Some of Bailey’s other films include the Emmy Award-winning Ghosts Of Abu Ghraib, the five-part series Pandemic: Facing AIDS, for which Bailey was also nominated for a Primetime Emmy, and American Hollow, nominated for an Emmy Award and an Independent Spirit Award.

In addition to documentary work, Bailey has authored four books: a social history of Hollywood, Of All The Gin Joints (Algonquin Books, 2014), a children’s book, Tiny Pie (Running Press, 2012), a cocktail guide, Hemingway & Bailey’s Bartending Guide to Great American Writers (Algonquin Books, 2006), and a journalistic account of an impoverished Appalachian family, American Hollow (Little, Brown & Co., 1999).

Bailey lives in Los Angeles with his wife and three children.
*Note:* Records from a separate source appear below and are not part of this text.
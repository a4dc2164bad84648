//! Ports to the visual embedding surface and the presentation adapter.

// self
use crate::{
	_prelude::*,
	api::ReportConfig,
	auth::{EmbedToken, ReportId, TokenSecret},
	session::{SessionFuture, SessionIntent},
};

const TOKEN_EXPIRED_MARKER: &str = "TokenExpired";

/// Failure reported by the embed surface, either while embedding or on its runtime error
/// channel.
#[derive(Clone, Debug, PartialEq, Eq, ThisError)]
#[error("{message}")]
pub struct SurfaceError {
	/// Message as reported by the surface.
	pub message: String,
}
impl SurfaceError {
	/// Wraps a surface message.
	pub fn new(message: impl Into<String>) -> Self {
		Self { message: message.into() }
	}

	/// Whether the message signals that the embed token expired.
	pub fn is_token_expired(&self) -> bool {
		self.message.contains(TOKEN_EXPIRED_MARKER)
	}
}

/// Events emitted by a live embed session.
#[derive(Clone, Debug, PartialEq, Eq)]
pub enum SurfaceEvent {
	/// The report finished loading.
	Loaded,
	/// The report finished rendering.
	Rendered,
	/// The report reported a runtime error.
	Error(SurfaceError),
}

/// Access granted to the viewer.
#[derive(Clone, Copy, Debug, Default, PartialEq, Eq, Serialize)]
pub enum Permission {
	/// View only.
	#[default]
	Read,
}

/// Canvas background.
#[derive(Clone, Copy, Debug, Default, PartialEq, Eq, Serialize)]
pub enum Background {
	/// Let the host page show through.
	#[default]
	Transparent,
}

/// How report pages are fitted into the container.
#[derive(Clone, Copy, Debug, Default, PartialEq, Eq, Serialize)]
pub enum DisplayOption {
	/// Scale pages to the container width.
	#[default]
	FitToWidth,
}

/// Page layout of the embedded report.
#[derive(Clone, Copy, Debug, PartialEq, Eq, Serialize)]
pub enum Layout {
	/// Custom layout with the given display option.
	Custom(DisplayOption),
}
impl Default for Layout {
	fn default() -> Self {
		Self::Custom(DisplayOption::default())
	}
}

/// Fixed display options.
#[derive(Clone, Copy, Debug, PartialEq, Eq, Serialize)]
#[serde(rename_all = "camelCase")]
pub struct EmbedSettings {
	/// Show the filter pane.
	pub filter_pane_enabled: bool,
	/// Show page navigation.
	pub nav_content_pane_enabled: bool,
	/// Canvas background.
	pub background: Background,
	/// Page layout.
	pub layout: Layout,
}
impl Default for EmbedSettings {
	fn default() -> Self {
		Self {
			filter_pane_enabled: true,
			nav_content_pane_enabled: true,
			background: Background::Transparent,
			layout: Layout::default(),
		}
	}
}

/// Everything a surface needs to embed one report.
#[derive(Clone, Debug, PartialEq, Eq, Serialize)]
#[serde(rename_all = "camelCase")]
pub struct EmbedConfiguration {
	/// Report to render.
	pub id: ReportId,
	/// Report-viewing URL.
	pub embed_url: Url,
	/// Embed token.
	pub access_token: TokenSecret,
	/// Viewer permission.
	pub permissions: Permission,
	/// Display options.
	pub settings: EmbedSettings,
}
impl EmbedConfiguration {
	/// Builds a view-only configuration from the served report and a fresh token.
	pub fn new(config: &ReportConfig, token: &EmbedToken) -> Self {
		Self {
			id: config.report_id.clone(),
			embed_url: token.embed_url.clone(),
			access_token: token.value.clone(),
			permissions: Permission::Read,
			settings: EmbedSettings::default(),
		}
	}
}

/// The visual embedding surface.
///
/// Hosts forward the surface's events to
/// [`SessionController::handle_event`](crate::session::SessionController::handle_event).
pub trait EmbedSurface
where
	Self: Send + Sync,
{
	/// Creates (or recreates) the embedded report.
	fn embed(&self, configuration: EmbedConfiguration) -> SessionFuture<'_, Result<(), SurfaceError>>;

	/// Swaps the access token of the live report without recreating it.
	fn set_access_token<'a>(
		&'a self,
		token: &'a TokenSecret,
	) -> SessionFuture<'a, Result<(), SurfaceError>>;
}

/// Consumes the intents emitted by session transitions.
pub trait SessionPresenter
where
	Self: Send + Sync,
{
	/// Applies one intent.
	fn present(&self, intent: SessionIntent);
}
impl<F> SessionPresenter for F
where
	F: Send + Sync + Fn(SessionIntent),
{
	fn present(&self, intent: SessionIntent) {
		self(intent)
	}
}

#[cfg(test)]
mod tests {
	// crates.io
	use time::macros::datetime;
	// self
	use super::*;
	use crate::auth::WorkspaceId;

	#[test]
	fn token_expiry_is_detected_by_marker() {
		assert!(SurfaceError::new("TokenExpired: Access token has expired").is_token_expired());
		assert!(!SurfaceError::new("token expired").is_token_expired());
	}

	#[test]
	fn configuration_is_view_only_with_fixed_layout() {
		let config = ReportConfig {
			workspace_id: WorkspaceId::new("ws").expect("Workspace fixture should be valid."),
			report_id: ReportId::new("rep").expect("Report fixture should be valid."),
			environment: "test".into(),
			correlation_id: Uuid::nil(),
		};
		let token = EmbedToken {
			value: TokenSecret::new("embed"),
			expires_at: datetime!(2025-01-01 01:00 UTC),
			embed_url: Url::parse("https://app.powerbi.com/reportEmbed?reportId=rep&groupId=ws")
				.expect("Fixture URL should parse."),
			correlation_id: Uuid::nil(),
		};
		let configuration = EmbedConfiguration::new(&config, &token);
		let json = serde_json::to_value(&configuration).expect("Configuration should serialize.");

		assert_eq!(configuration.permissions, Permission::Read);
		assert_eq!(json["accessToken"], "embed");
		assert_eq!(json["settings"]["filterPaneEnabled"], true);
		assert_eq!(json["settings"]["background"], "Transparent");
		assert_eq!(json["settings"]["layout"]["Custom"], "FitToWidth");
	}
}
Jack Youngelson is an Emmy Award-winning documentary film director, producer, and writer. His projects have been shown by numerous broadcasters, including PBS, HBO, A&E, BBC, and Channel Four. Recently, he directed the premiere episode of the landmark six hour series, The Story of Cancer: The Emperor of All Maladies, executive produced by Ken Burns, which debuted on PBS in the spring of 2015. The series was nominated for a Primetime Emmy and also received the prestigious DuPont-Columbia award.  Other credits include the Emmy nominated film, Mission Blue, about legendary oceanographer Sylvia Earle for Netflix (writer/producer), and two projects with Rory Kennedy for HBO: Ghosts of Abu Ghraib (writer/producer), for which he won an Emmy for Outstanding Non-fiction Special, and the Emmy nominated Ethel (producer). Both films premiered at the Sundance Film Festival. Jack also directed the acclaimed independent documentary Tierney Gearon: The Mother Project, about the life and work of the controversial art photographer. The San Francisco Chronicle called the film “One of the most remarkable and layered explorations of family relationships, insanity and the motivations of memoiristic artists ever to have been made.” The documentary premiered at the Tribeca Film Festival and was screened at film festivals throughout the world before its US television premiere on Sundance Channel. Television credits include Electric Nation for the four-part PBS series, America Revealed (writer/producer), Rethinking Happiness for the three-part NOVA series, This Emotional Life (writer/director), and the Emmy nominated McConkey for Starz and Showtime (story consultant).